Let’s be honest, we’ve probably all at one point in time caught feelings for someone in our workplace. It’s not uncommon to develop romantic interests for a colleague when you’re spending 38-40 hours a week (and the rest) with them. That being said, we all know that office romances are generally a bad idea & often become a public affair involving everyone in the workplace, particularly within small companies. Award winning entrepreneur and business development strategist, Clint Salter shares why it’s never a good idea to pursue workplace relationships.
But…what about the idea of developing personal friendships in the workplace? I’m sure you’ve wondered on more than one occasion if your friendship with your boss or a subordinate is really the best thing for your career. This is an age old question that deserves some discussion!
10 years ago I started out, like most of us do, at the bottom of the food chain. In time, I worked my way up the ladder to a position where I was managing over 50 people at once. In all that time I’ve held steadfast to my views on workplace friendships and it has served me well.
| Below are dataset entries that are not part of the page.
//! PostgreSQL store
//!
//! Snapshot fan-out and referential clean-up run in the same transaction as
//! the write that triggers them.

use async_trait::async_trait;
use chrono::{DateTime, NaiveDate, NaiveTime, Utc};
use sqlx::postgres::{PgPool, PgPoolOptions};
use sqlx::{FromRow, Postgres, QueryBuilder, Transaction};
use tracing::debug;
use uuid::Uuid;

use crate::config::DatabaseConfig;
use crate::store::{AppointmentStore, OwnedStore, Storage, UserStore};
use crate::{
    Appointment, AppointmentFilter, Client, CoreError, OwnerSnapshot, Property, Result, User,
};

/// PostgreSQL-backed [`Storage`]
#[derive(Debug, Clone)]
pub struct PgStore {
    pool: PgPool,
}

impl PgStore {
    /// Open a connection pool
    pub async fn connect(config: &DatabaseConfig) -> Result<Self> {
        let pool = PgPoolOptions::new()
            .max_connections(config.max_connections)
            .connect(&config.connection_url())
            .await
            .map_err(|e| CoreError::Database(format!("PostgreSQL connection failed: {e}")))?;

        Ok(Self { pool })
    }

    /// Create from an existing pool
    pub fn from_pool(pool: PgPool) -> Self {
        Self { pool }
    }

    /// Get the connection pool
    pub fn pool(&self) -> &PgPool {
        &self.pool
    }

    /// Apply the embedded schema migrations
    pub async fn migrate(&self) -> Result<()> {
        sqlx::migrate!("./migrations")
            .run(&self.pool)
            .await
            .map_err(|e| CoreError::Database(format!("Migration failed: {e}")))
    }
}

fn db_err(context: &'static str) -> impl FnOnce(sqlx::Error) -> CoreError {
    move |e| CoreError::Database(format!("{context}: {e}"))
}

/// Share-lock a referenced client or property row until the transaction ends
/// and check that it belongs to `owner_id`.
async fn lock_reference(
    tx: &mut Transaction<'_, Postgres>,
    table: &'static str,
    field: &'static str,
    id: Uuid,
    owner_id: Uuid,
) -> Result<()> {
    let sql = format!("SELECT broker_id FROM {table} WHERE id = $1 FOR SHARE");
    let row: Option<(Uuid,)> = sqlx::query_as(&sql)
        .bind(id)
        .fetch_optional(&mut **tx)
        .await
        .map_err(db_err("Failed to check reference"))?;

    match row {
        Some((broker_id,)) if broker_id == owner_id => Ok(()),
        _ => Err(CoreError::InvalidReference(format!(
            "{field} does not refer to one of your {table}"
        ))),
    }
}

/// Lock both references of an appointment inside `tx`.
async fn lock_appointment_references(
    tx: &mut Transaction<'_, Postgres>,
    a: &Appointment,
) -> Result<()> {
    lock_reference(tx, "clients", "client_id", a.client_id, a.broker_id).await?;
    if let Some(property_id) = a.property_id {
        lock_reference(tx, "properties", "property_id", property_id, a.broker_id).await?;
    }
    Ok(())
}

// ============================================================================
// Rows
// ============================================================================

const USER_COLUMNS: &str = "id, first_name, last_name, email, password_hash, date_of_birth, \
     firm_name, role, whatsapp_number, alternative_number, foreign_number, address, location, \
     city, state, postal_code, profile_image, is_verified, is_active, created_at, updated_at";

#[derive(Debug, FromRow)]
struct UserRow {
    id: Uuid,
    first_name: String,
    last_name: String,
    email: String,
    password_hash: String,
    date_of_birth: Option<NaiveDate>,
    firm_name: String,
    role: String,
    whatsapp_number: String,
    alternative_number: Option<String>,
    foreign_number: Option<String>,
    address: String,
    location: String,
    city: String,
    state: String,
    postal_code: String,
    profile_image: Option<String>,
    is_verified: bool,
    is_active: bool,
    created_at: DateTime<Utc>,
    updated_at: DateTime<Utc>,
}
In short…engage with co-workers, show an interest in their life outside of work, but never take things any further.
Of course, over the last year through my company I’ve had the privilege of working with many different organisations with their own unique styles. As such, I’ve been able, with their input, to develop my top 5 reasons why becoming “best buddies” with co-workers (regardless of where they are on the corporate ladder) is NOT a great idea!
1. It gets sticky
To work efficiently and effectively it’s crucial that you can give and receive feedback from your colleagues or boss. Feedback is much harder to receive and give when it’s a conversation between you and your best friend/colleague/boss. We take feedback more personally if we’re on the receiving end and dance around the real issue if we’re the giver. As a result of the trepidation to provide honest, straightforward feedback for fear it will hurt someone’s feelings or affect the “relationship” then inevitable drop in production occurs.
2. Productivity Plummets
What do friends do? Chat, text, or spend the majority of time building/maintaining the friendship connection. In no time you find that the majority of your day is spent not on productive tasks but conversations about personal issues. The work gets pushed aside which means your productivity declines as well as your performance and results. If your job depends on productivity, are you not risking your very livelihood this way?
3. Dummy Spit
With any friendship there are times that you won’t see eye to eye with your buddy. I’m sure we’ve all had a situation where a conversation or an action gets out of hand and someone gets put out. If anyone tells you “what happens outside of work STAYS outside of work” is as naïve as they get! What happens outside of work bleeds right into the working relationship and that is the last thing you want. Avoid the headache!
When you invite a colleague into your personal life there is an opportunity for them to uncover information about your past or current situation that you may not want to be exposed in the workplace. Or, just as likely, you create one of these situations WITH that particular co-worker (are there any late Friday nights at the local bar you’d like to forget?). Once they have this information…information you hope stays private…it’s essentially theirs to share with whoever they like. Sometimes, no matter how close the friend, when their livelihood is at stake, this “private” information can become very valuable to someone…so don’t put yourself in that situation!
5. Working 24/7
You may find out that you and your work buddy don’t have as much in common as you thought. Actually, all you really have in common is work. So when you end up hanging out on the weekend the conversation always revolves around work. Now…when exactly do you get the opportunity to turn off that work switch and focus on your personal life?
To sum it all up…solid “working” relationships are important…but make sure you keep them as “working” relationships. If you’re looking for friends and buddies to hang out with and share your personal life, then find them in the “outside” world…not within the walls of your company.